For this exercise, please find the lines in the entries that include the word "crate" and copy them.

● ● ● ● ● ● ●

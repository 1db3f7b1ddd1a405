// src/metrics.rs
use axum::{routing::get, Router};
use metrics::gauge;
use metrics_exporter_prometheus::{PrometheusBuilder, PrometheusHandle};

use crate::events::MAX_EVENTS;

pub struct Metrics {
    pub handle: PrometheusHandle,
}

impl Metrics {
    /// Initialize the Prometheus recorder. Called once from the entrypoint;
    /// the aggregation pipeline records its own series lazily.
    pub fn init() -> Self {
        // Use default buckets to avoid API differences across crate versions.
        let builder = PrometheusBuilder::new();

        let handle = builder
            .install_recorder()
            .expect("prometheus: install recorder");

        gauge!("events_max_items").set(MAX_EVENTS as f64);

        Self { handle }
    }

    /// Returns a router exposing `/metrics` with the Prometheus exposition format.
    pub fn router(&self) -> Router {
        let handle = self.handle.clone();
        Router::new().route(
            "/metrics",
            get(move || {
                let h = handle.clone();
                async move { h.render() }
            }),
        )
    }
}
//! SQLite implementation of the WorkflowRepository.

use async_trait::async_trait;
use sqlx::{QueryBuilder, Sqlite, SqlitePool};
use std::collections::HashMap;

use crate::adapters::sqlite::{distinct_ids, parse_datetime, ID_CHUNK_SIZE};
use crate::domain::errors::{DomainError, DomainResult};
use crate::domain::models::{UserId, UserWorkflow, WorkflowStep, WorkflowTemplate};
use crate::domain::ports::WorkflowRepository;

#[derive(Clone)]
pub struct SqliteWorkflowRepository {
    pool: SqlitePool,
}

impl SqliteWorkflowRepository {
    pub fn new(pool: SqlitePool) -> Self {
        Self { pool }
    }

    async fn steps_for_workflow(&self, workflow_id: i64) -> DomainResult<Vec<WorkflowStep>> {
        let rows: Vec<StepRow> = sqlx::query_as(
            "SELECT step_name, display_name, order_index FROM user_workflow_steps
             WHERE workflow_id = ? ORDER BY order_index",
        )
        .bind(workflow_id)
        .fetch_all(&self.pool)
        .await?;

        Ok(rows.into_iter().map(StepRow::into_step).collect())
    }

    async fn template_steps(&self, template_ids: &[i64]) -> DomainResult<HashMap<i64, Vec<WorkflowStep>>> {
        let mut steps: HashMap<i64, Vec<WorkflowStep>> = HashMap::new();
        if template_ids.is_empty() {
            return Ok(steps);
        }

        let mut builder: QueryBuilder<Sqlite> = QueryBuilder::new(
            "SELECT template_id, step_name, display_name, order_index FROM workflow_template_steps WHERE template_id IN (",
        );
        let mut separated = builder.separated(", ");
        for id in template_ids {
            separated.push_bind(*id);
        }
        separated.push_unseparated(") ORDER BY template_id, order_index");

        let rows: Vec<TemplateStepRow> = builder.build_query_as().fetch_all(&self.pool).await?;
        for row in rows {
            steps.entry(row.template_id).or_default().push(WorkflowStep {
                step_name: row.step_name,
                display_name: row.display_name,
                order_index: row.order_index,
            });
        }
        Ok(steps)
    }

    async fn attach_template_steps(&self, rows: Vec<TemplateRow>) -> DomainResult<Vec<WorkflowTemplate>> {
        let ids: Vec<i64> = rows.iter().map(|r| r.id).collect();
        let mut steps = self.template_steps(&ids).await?;

        Ok(rows
            .into_iter()
            .map(|row| WorkflowTemplate {
                steps: steps.remove(&row.id).unwrap_or_default(),
                id: row.id,
                name: row.name,
                description: row.description,
                is_default: row.is_default,
            })
            .collect())
    }
}

#[async_trait]
impl WorkflowRepository for SqliteWorkflowRepository {
    // -- Workflow definitions --

    async fn steps_for_users(&self, user_ids: &[UserId]) -> DomainResult<HashMap<UserId, Vec<WorkflowStep>>> {
        let mut steps: HashMap<UserId, Vec<WorkflowStep>> = HashMap::new();

        for chunk in distinct_ids(user_ids).chunks(ID_CHUNK_SIZE) {
            // LEFT JOIN keeps users whose workflow has zero steps.
            let mut builder: QueryBuilder<Sqlite> = QueryBuilder::new(
                "SELECT w.user_id, s.step_name, s.display_name, s.order_index
                 FROM user_workflows w
                 LEFT JOIN user_workflow_steps s ON s.workflow_id = w.id
                 WHERE w.user_id IN (",
            );
            let mut separated = builder.separated(", ");
            for id in chunk {
                separated.push_bind(*id);
            }
            separated.push_unseparated(") ORDER BY w.user_id, s.order_index");

            let rows: Vec<UserStepRow> = builder.build_query_as().fetch_all(&self.pool).await?;
            for row in rows {
                let entry = steps.entry(row.user_id).or_default();
                if let (Some(step_name), Some(order_index)) = (row.step_name, row.order_index) {
                    entry.push(WorkflowStep {
                        step_name,
                        display_name: row.display_name.unwrap_or_default(),
                        order_index,
                    });
                }
            }
        }

        Ok(steps)
    }

    async fn get_for_user(&self, user_id: UserId) -> DomainResult<Option<UserWorkflow>> {
        let row: Option<UserWorkflowRow> = sqlx::query_as(
            "SELECT id, user_id, name, template_id, created_at, updated_at FROM user_workflows WHERE user_id = ?",
        )
        .bind(user_id)
        .fetch_optional(&self.pool)
        .await?;

        match row {
            Some(row) => {
                let steps = self.steps_for_workflow(row.id).await?;
                Ok(Some(row.try_into_workflow(steps)?))
            }
            None => Ok(None),
        }
    }

    async fn save(&self, workflow: &UserWorkflow) -> DomainResult<UserWorkflow> {
        workflow.validate()?;

        let mut tx = self.pool.begin().await?;

        let (workflow_id,): (i64,) = sqlx::query_as(
            r#"INSERT INTO user_workflows (user_id, name, template_id, created_at, updated_at)
               VALUES (?, ?, ?, ?, ?)
               ON CONFLICT(user_id) DO UPDATE SET
                   name = excluded.name,
                   template_id = excluded.template_id,
                   updated_at = excluded.updated_at
               RETURNING id"#,
        )
        .bind(workflow.user_id)
        .bind(&workflow.name)
        .bind(workflow.template_id)
        .bind(workflow.created_at.to_rfc3339())
        .bind(workflow.updated_at.to_rfc3339())
        .fetch_one(&mut *tx)
        .await?;

        sqlx::query("DELETE FROM user_workflow_steps WHERE workflow_id = ?")
            .bind(workflow_id)
            .execute(&mut *tx)
            .await?;

        for step in &workflow.steps {
            sqlx::query(
                "INSERT INTO user_workflow_steps (workflow_id, step_name, display_name, order_index)
                 VALUES (?, ?, ?, ?)",
            )
            .bind(workflow_id)
            .bind(&step.step_name)
            .bind(&step.display_name)
            .bind(step.order_index)
            .execute(&mut *tx)
            .await?;
        }

        tx.commit().await?;

        self.get_for_user(workflow.user_id)
            .await?
            .ok_or(DomainError::WorkflowNotFound(workflow.user_id))
    }

    // -- Templates --

    async fn get_template_by_name(&self, name: &str) -> DomainResult<Option<WorkflowTemplate>> {
        let rows: Vec<TemplateRow> = sqlx::query_as(
            "SELECT id, name, description, is_default FROM workflow_templates WHERE name = ?",
        )
        .bind(name)
        .fetch_all(&self.pool)
        .await?;

        Ok(self.attach_template_steps(rows).await?.into_iter().next())
    }

    async fn get_default_template(&self) -> DomainResult<Option<WorkflowTemplate>> {
        let rows: Vec<TemplateRow> = sqlx::query_as(
            "SELECT id, name, description, is_default FROM workflow_templates
             WHERE is_default = 1 ORDER BY id LIMIT 1",
        )
        .fetch_all(&self.pool)
        .await?;

        Ok(self.attach_template_steps(rows).await?.into_iter().next())
    }

    async fn list_templates(&self) -> DomainResult<Vec<WorkflowTemplate>> {
        let rows: Vec<TemplateRow> = sqlx::query_as(
            "SELECT id, name, description, is_default FROM workflow_templates ORDER BY name",
        )
        .fetch_all(&self.pool)
        .await?;

        self.attach_template_steps(rows).await
    }
}

// ============================================================================
// Row types for sqlx
// ============================================================================

#[derive(sqlx::FromRow)]
struct UserWorkflowRow {
    id: i64,
    user_id: i64,
    name: String,
    template_id: Option<i64>,
    created_at: String,
    updated_at: String,
}

impl UserWorkflowRow {
    fn try_into_workflow(self, steps: Vec<WorkflowStep>) -> DomainResult<UserWorkflow> {
        Ok(UserWorkflow {
            id: Some(self.id),
            user_id: self.user_id,
            name: self.name,
            template_id: self.template_id,
            steps,
            created_at: parse_datetime(&self.created_at)?,
            updated_at: parse_datetime(&self.updated_at)?,
        })
    }
}

#[derive(sqlx::FromRow)]
struct StepRow {
    step_name: String,
    display_name: String,
    order_index: i64,
}

impl StepRow {
    fn into_step(self) -> WorkflowStep {
        WorkflowStep {
            step_name: self.step_name,
            display_name: self.display_name,
            order_index: self.order_index,
        }
    }
}

#[derive(sqlx::FromRow)]
struct UserStepRow {
    user_id: i64,
    step_name: Option<String>,
    display_name: Option<String>,
    order_index: Option<i64>,
}

#[derive(sqlx::FromRow)]
struct TemplateRow {
    id: i64,
    name: String,
    description: String,
    is_default: bool,
}

#[derive(sqlx::FromRow)]
struct TemplateStepRow {
    template_id: i64,
    step_name: String,
    display_name: String,
    order_index: i64,
}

● ● ● ● ● ● ●

Answer space:
use crate::events::MAX_EVENTS;
        // Use default buckets to avoid API differences across crate versions.
use crate::adapters::sqlite::{distinct_ids, parse_datetime, ID_CHUNK_SIZE};
use crate::domain::errors::{DomainError, DomainResult};
use crate::domain::models::{UserId, UserWorkflow, WorkflowStep, WorkflowTemplate};
use crate::domain::ports::WorkflowRepository;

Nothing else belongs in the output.